Lizzie didn’t know she was different till she got to kindergarten.
When she told her parents what was happening in school, they assured her she was worthy. “There is nothing wrong with you, you are just smaller than the other kids. You are beautiful and smart and can accomplish anything,” Lizzie says they told her.
Doctors told her parents they may have to care for her the rest of her life.
“They loved me in the face of so many unknowns,” Lizzie says.
Despite her parents love, Lizzie admits it was still hard to accept her condition.
“I wanted to look like everyone else and blend in, and I couldn’t find a way to make that happen,” she says. “I couldn’t blame the doctors or my parents, so I blamed myself.”
By high school, things turned around for her.

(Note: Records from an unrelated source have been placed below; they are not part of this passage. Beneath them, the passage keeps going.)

//! Version store error types.

use keepsake_storage::StorageError;
use thiserror::Error;

/// Result type for version store operations.
pub type StoreResult<T> = Result<T, StoreError>;

/// Errors that can occur during version store operations.
#[derive(Debug, Error)]
pub enum StoreError {
    /// The storage medium could not be opened, or the store was used
    /// before a successful `initialize`.
    #[error("storage unavailable: {0}")]
    Unavailable(String),

    /// Reading or writing the version collection failed.
    #[error("persistence failed: {0}")]
    Persistence(#[from] StorageError),

    /// A resource write failed during restore. Writes already applied for
    /// earlier paths are not rolled back.
    #[error("failed to restore {path}: {source}")]
    Restore {
        path: String,
        #[source]
        source: std::io::Error,
    },

    /// Import input is not a JSON array of version records.
    #[error("import data is not a list of versions: {0}")]
    ImportFormat(#[source] serde_json::Error),

    /// A version name must be non-empty.
    #[error("version name cannot be empty")]
    EmptyName,
}

impl StoreError {
    /// Create an unavailable error.
    pub fn unavailable(message: impl Into<String>) -> Self {
        Self::Unavailable(message.into())
    }

    /// Create a restore error for a failing path.
    pub fn restore(path: impl Into<String>, source: std::io::Error) -> Self {
        Self::Restore {
            path: path.into(),
            source,
        }
    }
}

#[cfg(test)]
mod tests {
    use super::*;

    #[test]
    fn restore_error_names_the_failing_path() {
        let err = StoreError::restore(
            "src/app.ts",
            std::io::Error::new(std::io::ErrorKind::PermissionDenied, "denied"),
        );
        assert!(err.to_string().contains("src/app.ts"));
    }

    #[test]
    fn import_format_error_wraps_parse_failure() {
        let parse_err = serde_json::from_str::<Vec<i32>>("not a list").unwrap_err();
        let err = StoreError::ImportFormat(parse_err);
        assert!(err.to_string().contains("not a list of versions"));
    }

    #[test]
    fn storage_errors_map_to_persistence() {
        let err = StoreError::from(StorageError::invalid_key("bad"));
        assert!(matches!(err, StoreError::Persistence(_)));
    }
}
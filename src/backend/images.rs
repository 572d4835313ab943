//! Image search client for the Pixabay API

use async_trait::async_trait;
use reqwest::Client;

use super::types::{ImageHit, ImageSearchResponse};
use crate::config::Config;
use crate::error::{AppError, Result};

/// Source of image records and their pixels
#[async_trait]
pub trait ImageSource: Send + Sync {
    /// Search for `word`; an empty word returns the unfiltered collection
    async fn search(&self, word: &str) -> Result<Vec<ImageHit>>;

    /// Fetch raw encoded image bytes
    async fn download(&self, url: &str) -> Result<Vec<u8>>;
}

pub struct PixabayClient {
    client: Client,
    base_url: String,
    api_key: Option<String>,
    per_page: u32,
    safe_search: bool,
}

impl PixabayClient {
    pub fn new(client: Client, config: &Config) -> Self {
        Self {
            client,
            base_url: config.image_api_url.clone(),
            api_key: config.pixabay_key.clone(),
            per_page: config.per_page,
            safe_search: config.safe_search,
        }
    }

    fn query_params(&self, key: &str, word: &str) -> Vec<(&'static str, String)> {
        vec![
            ("key", key.to_string()),
            ("q", word.to_string()),
            ("image_type", "photo".to_string()),
            ("per_page", self.per_page.to_string()),
            ("safesearch", self.safe_search.to_string()),
        ]
    }
}

#[async_trait]
impl ImageSource for PixabayClient {
    async fn search(&self, word: &str) -> Result<Vec<ImageHit>> {
        let key = self.api_key.as_deref().ok_or(AppError::MissingApiKey)?;
        tracing::debug!("GET {} q={:?}", self.base_url, word);

        let response: ImageSearchResponse = self
            .client
            .get(&self.base_url)
            .query(&self.query_params(key, word))
            .send()
            .await?
            .error_for_status()?
            .json()
            .await?;

        tracing::debug!(
            "Image search {:?}: {} of {} hits",
            word,
            response.total_hits,
            response.total
        );
        Ok(response.into_hits())
    }

    async fn download(&self, url: &str) -> Result<Vec<u8>> {
        let bytes = self
            .client
            .get(url)
            .send()
            .await?
            .error_for_status()?
            .bytes()
            .await?;
        Ok(bytes.to_vec())
    }
}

She was a writer for the school newspaper and photographer for the yearbook. She also joined the cheerleading team, wearing the uniform with pride.

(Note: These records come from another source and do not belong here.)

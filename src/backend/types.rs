//! Wire types for the spelling and image services

use serde::{Deserialize, Serialize};

/// One image record from the search service
#[derive(Debug, Clone, PartialEq, Eq, Serialize, Deserialize)]
pub struct ImageHit {
    pub id: u64,
    #[serde(rename = "pageURL", default)]
    pub page_url: String,
    #[serde(default)]
    pub tags: String,
    #[serde(rename = "previewURL")]
    pub preview_url: String,
    #[serde(rename = "webformatURL", default)]
    pub webformat_url: String,
    #[serde(rename = "largeImageURL", default)]
    pub large_image_url: String,
    #[serde(rename = "imageWidth", default)]
    pub image_width: u32,
    #[serde(rename = "imageHeight", default)]
    pub image_height: u32,
    #[serde(default)]
    pub views: u64,
    #[serde(default)]
    pub downloads: u64,
    #[serde(default)]
    pub likes: u64,
    #[serde(default)]
    pub user: String,
}

impl ImageHit {
    /// Best URL for the detail view, falling back to the thumbnail
    pub fn detail_url(&self) -> &str {
        if !self.webformat_url.is_empty() {
            &self.webformat_url
        } else if !self.large_image_url.is_empty() {
            &self.large_image_url
        } else {
            &self.preview_url
        }
    }

    pub fn tag_list(&self) -> Vec<&str> {
        self.tags
            .split(',')
            .map(str::trim)
            .filter(|t| !t.is_empty())
            .collect()
    }
}

/// Image search response body
#[derive(Debug, Deserialize)]
pub struct ImageSearchResponse {
    #[serde(default)]
    pub total: u64,
    #[serde(rename = "totalHits", default)]
    pub total_hits: u64,
    /// Absent on some error-ish bodies; treated as no results
    #[serde(default)]
    pub hits: Option<Vec<ImageHit>>,
}

impl ImageSearchResponse {
    pub fn into_hits(self) -> Vec<ImageHit> {
        self.hits.unwrap_or_default()
    }
}

/// One entry of the spelling suggestion endpoint
#[derive(Debug, Deserialize)]
pub struct SpellCandidate {
    pub word: String,
}

#[cfg(test)]
pub(crate) fn sample_hit(id: u64, tags: &str) -> ImageHit {
    ImageHit {
        id,
        page_url: format!("https://pixabay.com/photos/{}", id),
        tags: tags.to_string(),
        preview_url: format!("https://cdn.pixabay.com/{}_150.jpg", id),
        webformat_url: format!("https://cdn.pixabay.com/{}_640.jpg", id),
        large_image_url: format!("https://cdn.pixabay.com/{}_1280.jpg", id),
        image_width: 1920,
        image_height: 1080,
        views: 10,
        downloads: 5,
        likes: 2,
        user: "someone".to_string(),
    }
}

Being Labeled ‘World’s Ugliest Woman’ Changed Her Life In Surprising Ways.
When she was 17 years old, she was scrolling through YouTube looking for music videos.
Accidentally, she came across a video of her being dubbed “ugliest woman in the world.”
“I felt like someone was putting a fist through the computer screen and physically punching me. I bawled my eyes out,” she admits.
She said the video had four million views and the comments sections were filled with people mocking her further.
In 2013, she participated in a TEDx talk in Austin. Her video went viral.
She co-wrote a book with her mother titled Lizzie Beautiful: The Lizzie Velásquez Story. She followed it up with two more books Be Beautiful, Be You and Choosing Happiness.
A documentary of her life was released in 2015, A Brave Heart: The Lizzie Velásquez Story.
Still, there are still memes of her that are meant to be hurtful and shaming. Although, she is fighting back.
“No matter what we look like or what size we are, at the end of the day we are all human. I ask that you keep that in mind the next time you see a viral meme of a random stranger. At the time you might find it hilarious but the human in the photo is probably feeling the exact opposite. Spread love not hurtful words via a screen,” she pleads with people.